RECORDS SUPPLIED:
++++++++++++++++++++

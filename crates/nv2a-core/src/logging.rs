//! Logging setup
//!
//! Installs a `tracing_subscriber` formatter. `RUST_LOG` takes precedence
//! over the configured level.

use crate::config::LogLevel;
use tracing_subscriber::EnvFilter;

/// Build the filter used by [`init`]
pub fn env_filter(level: LogLevel) -> EnvFilter {
    EnvFilter::try_from_default_env().unwrap_or_else(|_| EnvFilter::new(level.as_filter()))
}

/// Initialize logging
///
/// Returns `false` if a global subscriber was already installed.
pub fn init(level: LogLevel) -> bool {
    let installed = tracing_subscriber::fmt()
        .with_env_filter(env_filter(level))
        .try_init()
        .is_ok();

    if installed {
        tracing::debug!("Logging initialized at {:?}", level);
    }
    installed
}
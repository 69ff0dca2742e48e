//! Combiner input and output expressions
//!
//! Every composite expression is fully parenthesized so that results can be
//! nested inside each other without precedence surprises.

use super::context::TranslatorContext;
use super::text::Expr;
use super::types::{InputInfo, InputMapping, OutputMapping, PsChannel, PsRegister};
use super::vars::resolve_source;
use nv2a_core::error::Result;

/// Build the expression for one combiner input
///
/// `is_alpha` selects the alpha lane, where the RGB channel reads blue.
pub fn build_input_expr(
    ctx: &mut TranslatorContext,
    input: &InputInfo,
    is_alpha: bool,
) -> Result<Expr> {
    let mut expr = resolve_source(ctx, input.reg)?;

    // An EF product of alpha values is already scalar
    let scalar_ef = input.reg == PsRegister::EfProd as u8 && expr.as_str().contains(".a");

    if !expr.is_zero() && !scalar_ef {
        expr.push_str(match (input.chan, is_alpha) {
            (PsChannel::Rgb, false) => ".rgb",
            (PsChannel::Rgb, true) => ".b",
            (PsChannel::Alpha, _) => ".a",
        });
    }

    Ok(apply_input_mapping(expr, input.mapping))
}

/// Apply an input mapping
pub fn apply_input_mapping(expr: Expr, mapping: InputMapping) -> Expr {
    match mapping {
        InputMapping::UnsignedIdentity | InputMapping::SignedIdentity => expr,
        InputMapping::UnsignedInvert => expr.wrap("(1.0 - ", ")"),
        InputMapping::ExpandNormal => expr.wrap("(2.0 * ", " - 1.0)"),
        InputMapping::ExpandNegate => expr.wrap("(1.0 - 2.0 * ", ")"),
        InputMapping::HalfbiasNormal => expr.wrap("(", " - 0.5)"),
        InputMapping::HalfbiasNegate => expr.wrap("(0.5 - ", ")"),
        InputMapping::SignedNegate => expr.wrap("(-", ")"),
    }
}

/// Apply a combiner output mapping
pub fn apply_output_mapping(expr: Expr, mapping: OutputMapping) -> Expr {
    match mapping {
        OutputMapping::Identity => expr,
        OutputMapping::Bias => expr.wrap("(", " - 0.5)"),
        OutputMapping::ShiftLeft1 => expr.wrap("(", " * 2.0)"),
        OutputMapping::ShiftLeft1Bias => expr.wrap("((", " - 0.5) * 2.0)"),
        OutputMapping::ShiftLeft2 => expr.wrap("(", " * 4.0)"),
        OutputMapping::ShiftRight1 => expr.wrap("(", " / 2.0)"),
    }
}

++++++++++++++++++++

WORK INSTRUCTION: Reproduce word for word the material above, beginning with the line that contains "pub fn env_filter(level: LogLevel)" and ending with the line that contains "pub fn init(level: LogLevel)".

COMPLETED TASK:
pub fn env_filter(level: LogLevel) -> EnvFilter {
    EnvFilter::try_from_default_env().unwrap_or_else(|_| EnvFilter::new(level.as_filter()))
}

/// Initialize logging
///
/// Returns `false` if a global subscriber was already installed.
pub fn init(level: LogLevel) -> bool {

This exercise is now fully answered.